Every entry, from first to last, is to be written out exactly.
*** Opening Exercise inputs ***
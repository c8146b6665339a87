//! 거래 세션 상태 endpoint.

use std::sync::Arc;

use axum::{extract::State, routing::get, Json, Router};
use chrono::Utc;
use dashboard_core::SessionState;
use serde::{Deserialize, Serialize};

use crate::state::AppState;

const DATE_TIME_LAYOUT: &str = "%Y-%m-%d %H:%M:%S";

/// 현재 세션 응답.
#[derive(Debug, Serialize, Deserialize)]
pub struct SessionResponse {
    pub session: SessionState,
    pub label: String,
    /// 기준 시간대 현재 시각
    pub reference_time: String,
    pub reference_timezone: String,
    /// 표시 시간대 현재 시각
    pub display_time: String,
    pub display_timezone: String,
}

/// GET /api/session
pub async fn get_session(State(state): State<Arc<AppState>>) -> Json<SessionResponse> {
    let now = Utc::now();
    let session = state.session.current_session();
    let reference = state.classifier.to_reference(&now);
    let display = state.classifier.to_display(&now);

    Json(SessionResponse {
        session,
        label: session.label().to_string(),
        reference_time: reference.format(DATE_TIME_LAYOUT).to_string(),
        reference_timezone: reference.timezone().name().to_string(),
        display_time: display.format(DATE_TIME_LAYOUT).to_string(),
        display_timezone: display.timezone().name().to_string(),
    })
}

pub fn session_router() -> Router<Arc<AppState>> {
    Router::new().route("/session", get(get_session))
}
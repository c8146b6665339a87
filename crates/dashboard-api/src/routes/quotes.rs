//! 시세 endpoint.
//!
//! 단일 종목 시세와 관심 종목 페이지 표를 JSON으로 제공합니다.

use std::sync::Arc;

use axum::{
    extract::{Path, State},
    routing::get,
    Json, Router,
};
use dashboard_core::QuoteSnapshot;
use rust_decimal::Decimal;
use serde::{Deserialize, Serialize};
use tracing::debug;

use crate::error::{ApiError, ApiResult};
use crate::state::AppState;
use crate::watchlist;

/// 페이지 표의 한 행.
#[derive(Debug, Clone, Serialize, Deserialize)]
pub struct QuoteRow {
    pub symbol: String,
    pub name: String,
    /// `$1,234.50`
    pub price: String,
    /// `+1.25` / `-0.40`
    pub change: String,
    /// `+0.98%`
    pub change_percent: String,
    /// 변동이 음수가 아니면 true
    pub positive: bool,
}

impl From<&QuoteSnapshot> for QuoteRow {
    fn from(quote: &QuoteSnapshot) -> Self {
        Self {
            symbol: quote.symbol.clone(),
            name: quote.name.clone(),
            price: format_money(quote.price),
            change: format_signed(quote.change),
            change_percent: format_percent(quote.change_percent),
            positive: quote.change >= Decimal::ZERO,
        }
    }
}

/// 관심 종목 페이지 응답.
#[derive(Debug, Serialize, Deserialize)]
pub struct PageResponse {
    pub page: String,
    pub title: String,
    /// 세션 코드 (`regular_hours` 등)
    pub session: String,
    pub session_label: String,
    pub rows: Vec<QuoteRow>,
}

/// 단일 종목 시세.
///
/// GET /api/quotes/{symbol}
pub async fn get_quote(
    State(state): State<Arc<AppState>>,
    Path(symbol): Path<String>,
) -> ApiResult<Json<QuoteSnapshot>> {
    let quote = state.prices.get_quote(&symbol).await?;
    Ok(Json(quote))
}

/// 관심 종목 페이지 표.
///
/// 조회에 실패한 종목은 표에서 빠집니다.
/// GET /api/pages/{page}
pub async fn get_page(
    State(state): State<Arc<AppState>>,
    Path(page): Path<String>,
) -> ApiResult<Json<PageResponse>> {
    let list = watchlist::find(&page)
        .ok_or_else(|| ApiError::not_found(format!("Unknown page: {}", page)))?;

    let quotes = state.prices.get_quotes(list.symbols).await;
    let session = state.session.current_session();
    debug!(page = list.name, rows = quotes.len(), "페이지 시세 조회");

    Ok(Json(PageResponse {
        page: list.name.to_string(),
        title: list.title.to_string(),
        session: session.code().to_string(),
        session_label: session.label().to_string(),
        rows: quotes.iter().map(QuoteRow::from).collect(),
    }))
}

pub fn quotes_router() -> Router<Arc<AppState>> {
    Router::new()
        .route("/quotes/{symbol}", get(get_quote))
        .route("/pages/{page}", get(get_page))
}

/// `$` 접두, 천 단위 구분, 소수 둘째 자리.
fn format_money(value: Decimal) -> String {
    let rounded = format!("{:.2}", value.abs().round_dp(2));
    let (int_part, frac_part) = rounded
        .split_once('.')
        .unwrap_or((rounded.as_str(), "00"));

    let mut grouped = String::with_capacity(int_part.len() + int_part.len() / 3);
    for (i, ch) in int_part.chars().enumerate() {
        if i > 0 && (int_part.len() - i) % 3 == 0 {
            grouped.push(',');
        }
        grouped.push(ch);
    }

    let sign = if value.is_sign_negative() && !value.is_zero() {
        "-"
    } else {
        ""
    };
    format!("{}${}.{}", sign, grouped, frac_part)
}

fn format_signed(value: Decimal) -> String {
    let value = value.round_dp(2);
    if value > Decimal::ZERO {
        format!("+{:.2}", value)
    } else {
        format!("{:.2}", value)
    }
}

fn format_percent(ratio: f64) -> String {
    if ratio > 0.0 {
        format!("+{:.2}%", ratio * 100.0)
    } else {
        format!("{:.2}%", ratio * 100.0)
    }
}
*** Closing Exercise inputs ***
* _Solution below_
repository c8146b6665339a87
//! 거래 세션 상태 endpoint.

use std::sync::Arc;

use axum::{extract::State, routing::get, Json, Router};
use chrono::Utc;
use dashboard_core::SessionState;
use serde::{Deserialize, Serialize};

use crate::state::AppState;

const DATE_TIME_LAYOUT: &str = "%Y-%m-%d %H:%M:%S";

/// 현재 세션 응답.
#[derive(Debug, Serialize, Deserialize)]
pub struct SessionResponse {
    pub session: SessionState,
    pub label: String,
    /// 기준 시간대 현재 시각
    pub reference_time: String,
    pub reference_timezone: String,
    /// 표시 시간대 현재 시각
    pub display_time: String,
    pub display_timezone: String,
}

/// GET /api/session
pub async fn get_session(State(state): State<Arc<AppState>>) -> Json<SessionResponse> {
    let now = Utc::now();
    let session = state.session.current_session();
    let reference = state.classifier.to_reference(&now);
    let display = state.classifier.to_display(&now);

    Json(SessionResponse {
        session,
        label: session.label().to_string(),
        reference_time: reference.format(DATE_TIME_LAYOUT).to_string(),
        reference_timezone: reference.timezone().name().to_string(),
        display_time: display.format(DATE_TIME_LAYOUT).to_string(),
        display_timezone: display.timezone().name().to_string(),
    })
}

pub fn session_router() -> Router<Arc<AppState>> {
    Router::new().route("/session", get(get_session))
}
repository c8146b6665339a87
filename crates/dashboard-api/src/routes/quotes.rs
//! 시세 endpoint.
//!
//! 단일 종목 시세와 관심 종목 페이지 표를 JSON으로 제공합니다.

use std::sync::Arc;

use axum::{
    extract::{Path, State},
    routing::get,
    Json, Router,
};
use dashboard_core::QuoteSnapshot;
use rust_decimal::Decimal;
use serde::{Deserialize, Serialize};
use tracing::debug;

use crate::error::{ApiError, ApiResult};
use crate::state::AppState;
use crate::watchlist;

/// 페이지 표의 한 행.
#[derive(Debug, Clone, Serialize, Deserialize)]
pub struct QuoteRow {
    pub symbol: String,
    pub name: String,
    /// `$1,234.50`
    pub price: String,
    /// `+1.25` / `-0.40`
    pub change: String,
    /// `+0.98%`
    pub change_percent: String,
    /// 변동이 음수가 아니면 true
    pub positive: bool,
}

impl From<&QuoteSnapshot> for QuoteRow {
    fn from(quote: &QuoteSnapshot) -> Self {
        Self {
            symbol: quote.symbol.clone(),
            name: quote.name.clone(),
            price: format_money(quote.price),
            change: format_signed(quote.change),
            change_percent: format_percent(quote.change_percent),
            positive: quote.change >= Decimal::ZERO,
        }
    }
}

/// 관심 종목 페이지 응답.
#[derive(Debug, Serialize, Deserialize)]
pub struct PageResponse {
    pub page: String,
    pub title: String,
    /// 세션 코드 (`regular_hours` 등)
    pub session: String,
    pub session_label: String,
    pub rows: Vec<QuoteRow>,
}

/// 단일 종목 시세.
///
/// GET /api/quotes/{symbol}
pub async fn get_quote(
    State(state): State<Arc<AppState>>,
    Path(symbol): Path<String>,
) -> ApiResult<Json<QuoteSnapshot>> {
    let quote = state.prices.get_quote(&symbol).await?;
    Ok(Json(quote))
}

/// 관심 종목 페이지 표.
///
/// 조회에 실패한 종목은 표에서 빠집니다.
/// GET /api/pages/{page}
pub async fn get_page(
    State(state): State<Arc<AppState>>,
    Path(page): Path<String>,
) -> ApiResult<Json<PageResponse>> {
    let list = watchlist::find(&page)
        .ok_or_else(|| ApiError::not_found(format!("Unknown page: {}", page)))?;

    let quotes = state.prices.get_quotes(list.symbols).await;
    let session = state.session.current_session();
    debug!(page = list.name, rows = quotes.len(), "페이지 시세 조회");

    Ok(Json(PageResponse {
        page: list.name.to_string(),
        title: list.title.to_string(),
        session: session.code().to_string(),
        session_label: session.label().to_string(),
        rows: quotes.iter().map(QuoteRow::from).collect(),
    }))
}

pub fn quotes_router() -> Router<Arc<AppState>> {
    Router::new()
        .route("/quotes/{symbol}", get(get_quote))
        .route("/pages/{page}", get(get_page))
}

/// `$` 접두, 천 단위 구분, 소수 둘째 자리.
fn format_money(value: Decimal) -> String {
    let rounded = format!("{:.2}", value.abs().round_dp(2));
    let (int_part, frac_part) = rounded
        .split_once('.')
        .unwrap_or((rounded.as_str(), "00"));

    let mut grouped = String::with_capacity(int_part.len() + int_part.len() / 3);
    for (i, ch) in int_part.chars().enumerate() {
        if i > 0 && (int_part.len() - i) % 3 == 0 {
            grouped.push(',');
        }
        grouped.push(ch);
    }

    let sign = if value.is_sign_negative() && !value.is_zero() {
        "-"
    } else {
        ""
    };
    format!("{}${}.{}", sign, grouped, frac_part)
}

fn format_signed(value: Decimal) -> String {
    let value = value.round_dp(2);
    if value > Decimal::ZERO {
        format!("+{:.2}", value)
    } else {
        format!("{:.2}", value)
    }
}

fn format_percent(ratio: f64) -> String {
    if ratio > 0.0 {
        format!("+{:.2}%", ratio * 100.0)
    } else {
        format!("{:.2}%", ratio * 100.0)
    }
}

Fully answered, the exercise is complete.